West's long experience gives him the ability to relate to and learn from the
GIs, making his insights more penetrating than those of embedded journalists.
He has gone out into foreboding places such as the Korengal Valley in Kunar
province in the east, which the US withdrew from last year, and Marjah in
Helmand to the south, which is one of the three principal areas in the
counterinsurgency program.
West presents detailed accounts of day-to-day life on combat bases out in the
boonies, the nature of engagements with insurgents, the young men who compose
US combat units today, the cohesion soldiers have built among each other, and
the problems of distinguishing enemy forces from friendly or neutral farmers.
The
first two-thirds of The Wrong War are dedicated to this Ernie Pyle-like
exposition and were it not for the title, many readers would assume at that
point of the book that they are reading another hortatory tract on the can-do
spirit in the US armed forces and the need to get the job done. But West
devotes the final third of the book to criticizing the way the war is
proceeding and offering an alternative course - a way out.
In a break with the optimistic assessment of the counterinsurgency program he
presented in The Wall Street Journal less than two years ago (July 28, 2009),
West now concludes that the program is simply not working. The intervening
period has given few signs of progress and he has rethought things.
His frame of reference (a highly useful one, in my view) is the Combined Action
Platoons that he served in while in Vietnam, which placed a detachment of US
soldiers into villages to provide security and help as best they could with
day-to-day problems. The marines used these detachments to good effect and
locals came forward to offer information and fight against Vietcong and North
Vietnamese forces.
But the generals disliked and abandoned the Combined Action Platoons. They did
not understand counterinsurgency warfare, in large part because it conflicted
with or at least did not fit well with doctrines stressing massive firepower
and big operations. The generals reallocated the troops to conventional combat
operations.
Hearts and minds, West now admits, are not being won in Afghanistan. He notes
that far more civilian deaths are caused by insurgents than by US/International
Security Assistance Force troops (an evaluation supported by a recent UN study)
but adds that locals blame all deaths on the presence of foreign troops.

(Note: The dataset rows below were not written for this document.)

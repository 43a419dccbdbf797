/// Display-space premultiplied RGBA color.
///
/// Invariant:
/// - `rgb` components are multiplied by `a` (premultiplied alpha).
///
/// Hosts usually describe colors as packed `0xAARRGGBB` integers; use
/// [`Color::from_argb`] / [`Color::to_argb`] at that boundary.
#[derive(Debug, Copy, Clone, Default, PartialEq)]
pub struct Color {
    pub r: f32, // premultiplied
    pub g: f32, // premultiplied
    pub b: f32, // premultiplied
    pub a: f32,
}

impl Color {
    pub const BLACK: Color = Color::from_premul(0.0, 0.0, 0.0, 1.0);
    pub const RED: Color = Color::from_premul(1.0, 0.0, 0.0, 1.0);
    pub const BLUE: Color = Color::from_premul(0.0, 0.0, 1.0, 1.0);

    #[inline]
    pub const fn transparent() -> Self {
        Self { r: 0.0, g: 0.0, b: 0.0, a: 0.0 }
    }

    /// Creates a premultiplied color from a packed `0xAARRGGBB` value.
    #[inline]
    pub fn from_argb(argb: u32) -> Self {
        let [a, r, g, b] = argb.to_be_bytes();
        Self::from_srgb_u8(r, g, b, a)
    }

    /// Packs this color back into `0xAARRGGBB`, rounding each straight channel.
    pub fn to_argb(self) -> u32 {
        let (r, g, b, a) = self.to_straight();
        let q = |v: f32| (v.clamp(0.0, 1.0) * 255.0).round() as u8;
        u32::from_be_bytes([q(a), q(r), q(g), q(b)])
    }

    /// Creates a premultiplied color from straight sRGB bytes (`0`–`255`).
    #[inline]
    pub fn from_srgb_u8(r: u8, g: u8, b: u8, a: u8) -> Self {
        Self::from_straight(r as f32 / 255.0, g as f32 / 255.0, b as f32 / 255.0, a as f32 / 255.0)
    }

    /// Creates a premultiplied color from premultiplied components.
    #[inline]
    pub const fn from_premul(r: f32, g: f32, b: f32, a: f32) -> Self {
        Self { r, g, b, a }
    }

    /// Creates a premultiplied color from straight alpha components.
    #[inline]
    pub fn from_straight(r: f32, g: f32, b: f32, a: f32) -> Self {
        let a = a.clamp(0.0, 1.0);
        Self {
            r: (r.clamp(0.0, 1.0)) * a,
            g: (g.clamp(0.0, 1.0)) * a,
            b: (b.clamp(0.0, 1.0)) * a,
            a,
        }
    }

    /// Returns a straight-alpha representation.
    ///
    /// For `a == 0`, RGB is returned as 0.
    #[inline]
    pub fn to_straight(self) -> (f32, f32, f32, f32) {
        if self.a <= 0.0 {
            (0.0, 0.0, 0.0, 0.0)
        } else {
            let inv = 1.0 / self.a;
            (self.r * inv, self.g * inv, self.b * inv, self.a)
        }
    }

    /// Channel-wise linear interpolation on straight components, re-premultiplied.
    ///
    /// `t` is clamped to `[0, 1]`.
    pub fn lerp(self, other: Color, t: f32) -> Color {
        let t = t.clamp(0.0, 1.0);
        let (r0, g0, b0, a0) = self.to_straight();
        let (r1, g1, b1, a1) = other.to_straight();
        let mix = |x: f32, y: f32| x + (y - x) * t;
        Color::from_straight(mix(r0, r1), mix(g0, g1), mix(b0, b1), mix(a0, a1))
    }

    #[inline]
    pub fn is_finite(self) -> bool {
        self.r.is_finite() && self.g.is_finite() && self.b.is_finite() && self.a.is_finite()
    }
}
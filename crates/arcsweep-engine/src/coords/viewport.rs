/// Viewport size in logical pixels.
///
/// This is the measured size the host hands to a widget; it is also the
/// coordinate basis the GPU pipeline uses for the NDC conversion.
#[derive(Debug, Copy, Clone, Default, PartialEq)]
pub struct Viewport {
    pub width: f32,
    pub height: f32,
}

impl Viewport {
    #[inline]
    pub const fn new(width: f32, height: f32) -> Self {
        Self { width, height }
    }

    /// True once the surface has a non-zero, finite measured size.
    #[inline]
    pub fn is_valid(self) -> bool {
        self.width > 0.0 && self.height > 0.0 && self.width.is_finite() && self.height.is_finite()
    }

    /// The shorter of the two sides.
    #[inline]
    pub fn min_side(self) -> f32 {
        self.width.min(self.height)
    }
}
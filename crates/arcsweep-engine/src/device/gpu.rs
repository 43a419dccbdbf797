use anyhow::{Context, Result};
use wgpu::SurfaceError;
use winit::dpi::PhysicalSize;
use winit::window::Window;

use super::surface::{self, SurfaceErrorAction};

/// Surface/device preferences.
#[derive(Debug, Clone)]
pub struct GpuInit {
    /// Prefer an sRGB surface. Shader output is then treated as linear and
    /// encoded on write; hosts that author colors in display space turn this off.
    pub prefer_srgb: bool,

    /// FIFO is supported everywhere and paces redraws to vsync, which is
    /// what frame-driven animation wants.
    pub present_mode: wgpu::PresentMode,

    /// Requested alpha mode; an unsupported request falls back to the first supported one.
    pub alpha_mode: Option<wgpu::CompositeAlphaMode>,

    /// Desired maximum frame latency (hint).
    pub desired_maximum_frame_latency: u32,
}

impl Default for GpuInit {
    fn default() -> Self {
        Self {
            prefer_srgb: true,
            present_mode: wgpu::PresentMode::Fifo,
            alpha_mode: None,
            desired_maximum_frame_latency: 2,
        }
    }
}

/// A single acquired frame, presented by [`Gpu::submit`].
pub struct GpuFrame {
    pub surface_texture: wgpu::SurfaceTexture,
    pub view: wgpu::TextureView,
    pub encoder: wgpu::CommandEncoder,
}

/// wgpu device, queue and the window's configured surface.
///
/// The surface borrows the window for `'w`; the runtime keeps both in one
/// self-referencing entry so the window always outlives this value.
pub struct Gpu<'w> {
    surface: wgpu::Surface<'w>,
    device: wgpu::Device,
    queue: wgpu::Queue,
    config: wgpu::SurfaceConfiguration,
    size: PhysicalSize<u32>,
}

impl<'w> Gpu<'w> {
    /// Creates a GPU context bound to `window`.
    pub async fn new(window: &'w Window, init: GpuInit) -> Result<Self> {
        let size = window.inner_size();
        anyhow::ensure!(size.width > 0 && size.height > 0, "window has zero size");

        let instance = wgpu::Instance::new(&wgpu::InstanceDescriptor {
            backends: wgpu::Backends::all(),
            ..Default::default()
        });

        let surface = instance
            .create_surface(window)
            .context("failed to create wgpu surface")?;

        let adapter = instance
            .request_adapter(&wgpu::RequestAdapterOptions {
                power_preference: wgpu::PowerPreference::LowPower,
                compatible_surface: Some(&surface),
                force_fallback_adapter: false,
            })
            .await
            .context("failed to find a suitable GPU adapter")?;

        let (device, queue) = adapter
            .request_device(&wgpu::DeviceDescriptor {
                label: Some("arcsweep device"),
                required_features: wgpu::Features::empty(),
                required_limits: wgpu::Limits::default(),
                experimental_features: wgpu::ExperimentalFeatures::disabled(),
                memory_hints: wgpu::MemoryHints::Performance,
                trace: wgpu::Trace::Off,
            })
            .await
            .context("failed to create wgpu device/queue")?;

        let caps = surface.get_capabilities(&adapter);
        let format = surface::choose_surface_format(&caps, init.prefer_srgb)
            .context("no supported surface formats")?;

        let config = wgpu::SurfaceConfiguration {
            usage: wgpu::TextureUsages::RENDER_ATTACHMENT,
            format,
            width: size.width,
            height: size.height,
            present_mode: init.present_mode,
            alpha_mode: surface::choose_alpha_mode(&caps, init.alpha_mode),
            view_formats: vec![],
            desired_maximum_frame_latency: init.desired_maximum_frame_latency,
        };
        surface.configure(&device, &config);

        log::info!("gpu ready: {:?}, surface {:?}", adapter.get_info().backend, format);

        Ok(Self { surface, device, queue, config, size })
    }

    pub fn surface_format(&self) -> wgpu::TextureFormat {
        self.config.format
    }

    /// Current drawable size in physical pixels.
    pub fn size(&self) -> PhysicalSize<u32> {
        self.size
    }

    pub fn device(&self) -> &wgpu::Device {
        &self.device
    }

    pub fn queue(&self) -> &wgpu::Queue {
        &self.queue
    }

    /// Reconfigures the surface after a resize.
    ///
    /// wgpu rejects 0×0 surfaces; a zero size is recorded and configuration
    /// waits for the next non-zero resize.
    pub fn resize(&mut self, new_size: PhysicalSize<u32>) {
        self.size = new_size;
        if new_size.width == 0 || new_size.height == 0 {
            return;
        }
        self.config.width = new_size.width;
        self.config.height = new_size.height;
        self.surface.configure(&self.device, &self.config);
    }

    /// Acquires the next surface texture and creates an encoder.
    pub fn begin_frame(&self) -> std::result::Result<GpuFrame, SurfaceError> {
        let surface_texture = self.surface.get_current_texture()?;
        let view = surface_texture
            .texture
            .create_view(&wgpu::TextureViewDescriptor::default());
        let encoder = self
            .device
            .create_command_encoder(&wgpu::CommandEncoderDescriptor { label: Some("arcsweep frame encoder") });

        Ok(GpuFrame { surface_texture, view, encoder })
    }

    /// Submits the recorded commands and presents.
    pub fn submit(&self, frame: GpuFrame) {
        let GpuFrame { surface_texture, view, encoder } = frame;
        self.queue.submit(std::iter::once(encoder.finish()));
        drop(view);
        surface_texture.present();
    }

    /// Maps a `SurfaceError` to an action, reconfiguring when needed.
    pub fn handle_surface_error(&mut self, err: SurfaceError) -> SurfaceErrorAction {
        let action = SurfaceErrorAction::classify(&err);
        match action {
            SurfaceErrorAction::Reconfigured if self.size.width > 0 && self.size.height > 0 => {
                self.surface.configure(&self.device, &self.config);
            }
            SurfaceErrorAction::Fatal => log::error!("surface error: {err}"),
            _ => log::debug!("surface error: {err}"),
        }
        action
    }
}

There would be no deaths if the "ferengis" weren't present and it would
be best if they left. This outlook is a serious obstacle to counterinsurgency
and changing it is not in the offing.
Locals are not coming forward in appreciable numbers to provide useful
intelligence or serve meaningfully in local militias. Councils held with local
elders (shuras) are pointless exercises that amount to little more than
sullen demands from locals for more money and materiel. Bringing in his social
conservatism, West sees an "entitlement society" being built, not viable local
networks to fight the insurgents.
Several other problems plague the effort. The war is part counter-insurgency
and part war of attrition - an excellent point worthy of greater exploration.

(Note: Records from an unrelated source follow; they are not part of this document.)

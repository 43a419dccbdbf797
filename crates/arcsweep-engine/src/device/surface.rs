/// What the runtime should do after a surface error.
#[derive(Debug, Copy, Clone, Eq, PartialEq)]
pub enum SurfaceErrorAction {
    /// Surface was reconfigured; rendering may resume next frame.
    Reconfigured,
    /// Transient error; skip the current frame.
    SkipFrame,
    /// Unrecoverable (commonly OOM); shut down.
    Fatal,
}

impl SurfaceErrorAction {
    /// Classifies a surface error. `Lost` / `Outdated` require a reconfigure.
    pub(crate) fn classify(err: &wgpu::SurfaceError) -> Self {
        match err {
            wgpu::SurfaceError::Lost | wgpu::SurfaceError::Outdated => Self::Reconfigured,
            wgpu::SurfaceError::OutOfMemory => Self::Fatal,
            wgpu::SurfaceError::Timeout | wgpu::SurfaceError::Other => Self::SkipFrame,
        }
    }
}

/// Picks an sRGB format when requested and available, else the first one.
pub(crate) fn choose_surface_format(
    caps: &wgpu::SurfaceCapabilities,
    prefer_srgb: bool,
) -> Option<wgpu::TextureFormat> {
    let first = caps.formats.first().copied()?;

    if prefer_srgb {
        let srgb = [wgpu::TextureFormat::Bgra8UnormSrgb, wgpu::TextureFormat::Rgba8UnormSrgb];
        if let Some(f) = srgb.into_iter().find(|f| caps.formats.contains(f)) {
            return Some(f);
        }
    }

    Some(first)
}

pub(crate) fn choose_alpha_mode(
    caps: &wgpu::SurfaceCapabilities,
    requested: Option<wgpu::CompositeAlphaMode>,
) -> wgpu::CompositeAlphaMode {
    requested
        .filter(|m| caps.alpha_modes.contains(m))
        .or_else(|| caps.alpha_modes.first().copied())
        .unwrap_or(wgpu::CompositeAlphaMode::Auto)
}
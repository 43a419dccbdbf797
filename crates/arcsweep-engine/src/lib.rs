//! Arcsweep engine crate.
//!
//! Arc geometry, gradient paint, sweep animation and the recording canvas,
//! plus the platform and GPU runtime pieces used by higher layers.

pub mod anim;
pub mod arc;
pub mod coords;
pub mod paint;
pub mod scene;

pub mod core;
pub mod device;
pub mod logging;
pub mod render;
pub mod time;
pub mod window;
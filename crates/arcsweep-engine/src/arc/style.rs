/// Shape drawn at the open ends of a stroked arc.
#[derive(Debug, Copy, Clone, Eq, PartialEq, Default)]
pub enum LineCap {
    /// Flat end exactly at the arc's angular limit.
    Butt,
    /// Half-disc of diameter `stroke_width` centred on each end.
    #[default]
    Round,
}

/// Static stroke parameters of an arc.
#[derive(Debug, Copy, Clone, PartialEq)]
pub struct ArcStyle {
    /// Where the arc begins, in degrees (0° = 3 o'clock, clockwise positive).
    pub start_angle: f32,
    /// Stroke thickness in logical pixels; also drives the geometry inset.
    pub stroke_width: f32,
    pub cap: LineCap,
}

impl ArcStyle {
    pub const DEFAULT_START_ANGLE: f32 = 135.0;
    pub const DEFAULT_STROKE_WIDTH: f32 = 40.0;

    #[inline]
    pub const fn new(start_angle: f32, stroke_width: f32) -> Self {
        Self { start_angle, stroke_width, cap: LineCap::Round }
    }
}

impl Default for ArcStyle {
    fn default() -> Self {
        Self::new(Self::DEFAULT_START_ANGLE, Self::DEFAULT_STROKE_WIDTH)
    }
}

/// Current and target sweep of an arc, in degrees.
///
/// `current` is what gets drawn; `destination` is where the next animation
/// run heads. No wraparound is applied.
#[derive(Debug, Copy, Clone, PartialEq)]
pub struct SweepState {
    pub current: f32,
    pub destination: f32,
}

impl SweepState {
    pub const DEFAULT_SWEEP: f32 = 270.0;

    #[inline]
    pub const fn new(current: f32, destination: f32) -> Self {
        Self { current, destination }
    }
}

impl Default for SweepState {
    fn default() -> Self {
        Self::new(Self::DEFAULT_SWEEP, Self::DEFAULT_SWEEP)
    }
}
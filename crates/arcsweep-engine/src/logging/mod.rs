//! Logging setup.
//!
//! Library code only uses the `log` facade; binaries call [`init_logging`]
//! once to install `env_logger`.

mod init;

pub use init::{init_logging, LoggingConfig};
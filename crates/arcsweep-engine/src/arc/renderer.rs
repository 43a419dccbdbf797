use crate::coords::Vec2;
use crate::paint::{Color, Paint};
use crate::scene::{ArcCmd, Canvas, Stroke};

use super::{ArcGeometry, ArcStyle, SweepState};

/// Flat color used when neither a gradient nor a color is configured.
pub const DEFAULT_ARC_COLOR: Color = Color::RED;

/// Paints a stroked arc onto any [`Canvas`].
///
/// Stateless apart from the fallback color; geometry and paint are resolved
/// by the caller once per resize and passed in by reference every frame.
#[derive(Debug, Copy, Clone, PartialEq)]
pub struct ArcRenderer {
    default_color: Color,
}

impl ArcRenderer {
    pub const fn new() -> Self {
        Self { default_color: DEFAULT_ARC_COLOR }
    }

    /// Overrides the color used when `paint` is `None`.
    pub const fn with_default_color(mut self, color: Color) -> Self {
        self.default_color = color;
        self
    }

    /// Strokes the arc at `origin` (widget top-left in canvas space).
    ///
    /// The draw is bracketed by `save` / `restore`; the translation to
    /// `origin` never outlives this call. Degenerate geometry or an empty
    /// sweep draws nothing. Returns whether anything was drawn.
    pub fn render<C: Canvas + ?Sized>(
        &self,
        canvas: &mut C,
        origin: Vec2,
        geometry: &ArcGeometry,
        style: &ArcStyle,
        paint: Option<&Paint>,
        sweep: &SweepState,
    ) -> bool {
        if geometry.is_degenerate() || style.stroke_width <= 0.0 {
            return false;
        }
        if sweep.current == 0.0 || !sweep.current.is_finite() {
            return false;
        }

        // Gradient stops are reference-counted; cloning the paint shares them.
        let paint = paint.cloned().unwrap_or(Paint::Solid(self.default_color));
        let cmd = ArcCmd::new(
            geometry.center(),
            geometry.radius(),
            style.start_angle,
            sweep.current.clamp(-360.0, 360.0),
            Stroke::new(style.stroke_width, style.cap),
            paint,
        );

        canvas.save();
        canvas.translate(origin);
        canvas.stroke_arc(cmd);
        canvas.restore();

        true
    }
}

impl Default for ArcRenderer {
    fn default() -> Self {
        Self::new()
    }
}

#[cfg(test)]
mod tests {
    use std::sync::Arc;

    use super::*;
    use crate::arc::{resolve, LineCap};
    use crate::paint::GradientSpec;
    use crate::scene::DrawList;

    /// Records call order so bracketing can be asserted.
    #[derive(Default)]
    struct CallLog {
        calls: Vec<&'static str>,
        depth: i32,
    }

    impl Canvas for CallLog {
        fn save(&mut self) {
            self.depth += 1;
            self.calls.push("save");
        }
        fn restore(&mut self) {
            self.depth -= 1;
            self.calls.push("restore");
        }
        fn translate(&mut self, _offset: Vec2) {
            self.calls.push("translate");
        }
        fn stroke_arc(&mut self, _arc: ArcCmd) {
            self.calls.push("stroke_arc");
        }
    }

    fn sweep(current: f32) -> SweepState {
        SweepState::new(current, 270.0)
    }

    #[test]
    fn draw_is_bracketed_by_save_restore() {
        let mut log = CallLog::default();
        let g = resolve(300.0, 300.0, 40.0);
        let drawn = ArcRenderer::new().render(&mut log, Vec2::zero(), &g, &ArcStyle::default(), None, &sweep(270.0));

        assert!(drawn);
        assert_eq!(log.calls, ["save", "translate", "stroke_arc", "restore"]);
        assert_eq!(log.depth, 0);
    }

    #[test]
    fn origin_does_not_leak_to_later_draws() {
        let mut list = DrawList::new();
        let g = resolve(300.0, 300.0, 40.0);
        ArcRenderer::new().render(&mut list, Vec2::new(50.0, 25.0), &g, &ArcStyle::default(), None, &sweep(90.0));

        assert_eq!(list.offset(), Vec2::zero());
        assert_eq!(list.save_depth(), 0);
        assert_eq!(list.arcs().next().unwrap().center, Vec2::new(200.0, 175.0));
    }

    #[test]
    fn arc_command_matches_style_and_sweep() {
        let mut list = DrawList::new();
        let g = resolve(300.0, 300.0, 40.0);
        ArcRenderer::new().render(&mut list, Vec2::zero(), &g, &ArcStyle::default(), None, &sweep(200.0));

        let arc = list.arcs().next().unwrap();
        assert_eq!(arc.center, Vec2::new(150.0, 150.0));
        assert_eq!(arc.radius, 130.0);
        assert_eq!(arc.start_angle, 135.0);
        assert_eq!(arc.sweep_angle, 200.0);
        assert_eq!(arc.stroke, Stroke::new(40.0, LineCap::Round));
    }

    #[test]
    fn missing_paint_uses_default_color() {
        let mut list = DrawList::new();
        let g = resolve(100.0, 100.0, 10.0);
        ArcRenderer::new().render(&mut list, Vec2::zero(), &g, &ArcStyle::default(), None, &sweep(10.0));
        assert_eq!(list.arcs().next().unwrap().paint, Paint::Solid(DEFAULT_ARC_COLOR));

        list.clear();
        let blue = ArcRenderer::new().with_default_color(Color::BLUE);
        blue.render(&mut list, Vec2::zero(), &g, &ArcStyle::default(), None, &sweep(10.0));
        assert_eq!(list.arcs().next().unwrap().paint, Paint::Solid(Color::BLUE));
    }

    #[test]
    fn gradient_paint_is_passed_through() {
        let mut list = DrawList::new();
        let g = resolve(300.0, 300.0, 40.0);
        let paint = Paint::LinearGradient(GradientSpec::default_ramp().build(&g));
        ArcRenderer::new().render(&mut list, Vec2::zero(), &g, &ArcStyle::default(), Some(&paint), &sweep(10.0));
        assert_eq!(list.arcs().next().unwrap().paint, paint);
    }

    #[test]
    fn repaints_share_gradient_stops() {
        let mut list = DrawList::new();
        let g = resolve(300.0, 300.0, 40.0);
        let paint = Paint::LinearGradient(GradientSpec::default_ramp().build(&g));
        let renderer = ArcRenderer::new();
        for _ in 0..3 {
            renderer.render(&mut list, Vec2::zero(), &g, &ArcStyle::default(), Some(&paint), &sweep(10.0));
        }

        let Paint::LinearGradient(source) = &paint else { unreachable!() };
        assert_eq!(list.arcs().count(), 3);
        for arc in list.arcs() {
            let Paint::LinearGradient(recorded) = &arc.paint else { panic!("expected gradient") };
            assert!(Arc::ptr_eq(&recorded.stops, &source.stops));
        }
    }

    #[test]
    fn degenerate_geometry_draws_nothing() {
        let mut log = CallLog::default();
        let g = resolve(0.0, 0.0, 40.0);
        let drawn = ArcRenderer::new().render(&mut log, Vec2::zero(), &g, &ArcStyle::default(), None, &sweep(270.0));
        assert!(!drawn);
        assert!(log.calls.is_empty());
    }

    #[test]
    fn zero_sweep_draws_nothing() {
        let mut list = DrawList::new();
        let g = resolve(300.0, 300.0, 40.0);
        assert!(!ArcRenderer::new().render(&mut list, Vec2::zero(), &g, &ArcStyle::default(), None, &sweep(0.0)));
        assert!(list.is_empty());
    }

    #[test]
    fn oversized_sweep_clamps_to_full_turn() {
        let mut list = DrawList::new();
        let g = resolve(300.0, 300.0, 40.0);
        ArcRenderer::new().render(&mut list, Vec2::zero(), &g, &ArcStyle::default(), None, &sweep(725.0));
        assert_eq!(list.arcs().next().unwrap().sweep_angle, 360.0);
    }
}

US political and military leaders - a group with considerable turnover - have
no clear idea of the goals. They alternately talk of defeating the Taliban
outright or more limitedly, of diminishing them until they come to the
bargaining table. Pakistan offers sanctuaries to the insurgents and vigorously
opposes cross-border incursions. And Afghan President Hamid Karzai, to whom the
US is seeking to attach local loyalties, is irredeemably corrupt and aberrantly
inconsistent.
Problems of the conduct of the war are compounded by the imminent fiscal crisis
in the US. The US, he argues, is currently expending too much money and losing
too many lives, with no apparent progress: "Being poorer, we have to fight
smarter" (pg 252). His alternative is to shift US priorities from
counterinsurgency to training the Afghan National Army (ANA) so that it can
assume responsibility for fighting the war. This will allow the US to reduce
its forces there from 150,000 to about 50,000 and greatly reduce its casualties
and expenditures as well.
West's alternative, which of course sounds much like the "Jaunissement"

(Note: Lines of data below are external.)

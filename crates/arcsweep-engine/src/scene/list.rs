use crate::coords::Vec2;

use super::{ArcCmd, Canvas, DrawCmd};

/// A single recorded draw item.
#[derive(Debug, Clone, PartialEq)]
pub struct DrawItem {
    pub cmd: DrawCmd,
    /// Transform offset that was active when the item was recorded.
    /// Already baked into `cmd`; kept for inspection.
    pub offset: Vec2,
}

/// Recorded draw stream for a frame.
///
/// `DrawList` is the engine's [`Canvas`]: widgets paint into it, then a GPU
/// pipeline replays the items. Storage is reused across frames via [`clear`].
///
/// # Transform state
///
/// Use [`Canvas::save`] / [`Canvas::restore`] to scope translations:
///
/// ```ignore
/// draw_list.save();
/// draw_list.translate(widget_origin);
/// // ... stroke shapes in widget-local coordinates ...
/// draw_list.restore();
/// ```
///
/// [`clear`]: DrawList::clear
#[derive(Debug, Default)]
pub struct DrawList {
    items: Vec<DrawItem>,

    /// Current translation.
    offset: Vec2,

    /// Saved translations; the top is restored by the next `restore()`.
    saved: Vec<Vec2>,
}

impl DrawList {
    #[inline]
    pub fn new() -> Self {
        Self::default()
    }

    /// Clears recorded items and transform state. Keeps allocated capacity for reuse.
    #[inline]
    pub fn clear(&mut self) {
        self.items.clear();
        self.saved.clear();
        self.offset = Vec2::zero();
    }

    /// Returns items in insertion (paint) order.
    #[inline]
    pub fn items(&self) -> &[DrawItem] {
        &self.items
    }

    #[inline]
    pub fn is_empty(&self) -> bool {
        self.items.is_empty()
    }

    /// Current translation applied to newly recorded commands.
    #[inline]
    pub fn offset(&self) -> Vec2 {
        self.offset
    }

    /// Number of `save()` calls not yet matched by `restore()`.
    #[inline]
    pub fn save_depth(&self) -> usize {
        self.saved.len()
    }

    /// Iterates recorded arcs in paint order.
    pub fn arcs(&self) -> impl Iterator<Item = &ArcCmd> {
        self.items.iter().map(|item| match &item.cmd {
            DrawCmd::Arc(arc) => arc,
        })
    }

    #[inline]
    fn push(&mut self, cmd: DrawCmd) {
        self.items.push(DrawItem { cmd, offset: self.offset });
    }
}

impl Canvas for DrawList {
    #[inline]
    fn save(&mut self) {
        self.saved.push(self.offset);
    }

    /// # Panics
    /// Panics (debug only) if called without a matching `save`.
    #[inline]
    fn restore(&mut self) {
        debug_assert!(!self.saved.is_empty(), "restore called without matching save");
        if let Some(offset) = self.saved.pop() {
            self.offset = offset;
        }
    }

    #[inline]
    fn translate(&mut self, offset: Vec2) {
        self.offset = self.offset + offset;
    }

    fn stroke_arc(&mut self, arc: ArcCmd) {
        let arc = arc.translated(self.offset);
        self.push(DrawCmd::Arc(arc));
    }
}
use crate::coords::Vec2;

use super::shapes::ArcCmd;

/// Drawing surface contract.
///
/// Mirrors the usual immediate-mode canvas: a stack of saved transform states
/// plus stroke operations that are affected by the current transform.
/// `save` / `restore` calls must be balanced by the caller.
pub trait Canvas {
    /// Pushes the current transform state.
    fn save(&mut self);

    /// Pops back to the most recently saved transform state.
    fn restore(&mut self);

    /// Offsets subsequent drawing by `offset` logical pixels.
    fn translate(&mut self, offset: Vec2);

    /// Strokes an arc in the current coordinate space.
    fn stroke_arc(&mut self, arc: ArcCmd);
}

and "Vietnamization" of the French and Americans in Southeast Asia,
respectively, is presented only cursorily and it will strike many as a deus ex
machina. He does not address obvious problems attendant to shifting the
load onto the ANA.
Afghanistan's army is almost as corrupt as its governmental machinery. It is
also full of ethnic antagonisms between the disproportionately Pashtun officer
corps and the disproportionately non-Pashtun rank and file. Mistrust and
resentment prevent the coalescence of unit cohesion and tactical ability. The
ANA is quite far away from being ready to take up the load.
The significance of The Wrong War is not the viability of the
alternative it presents but rather in the frank assessment of a failing
strategy by a figure whose work has been generally supportive of US wars and
whose influence in conservative America, from veteran societies to the
Pentagon, is considerable. West's book makes it clear that being ever faithful
does not mean boundless loyalty to a motto or policy.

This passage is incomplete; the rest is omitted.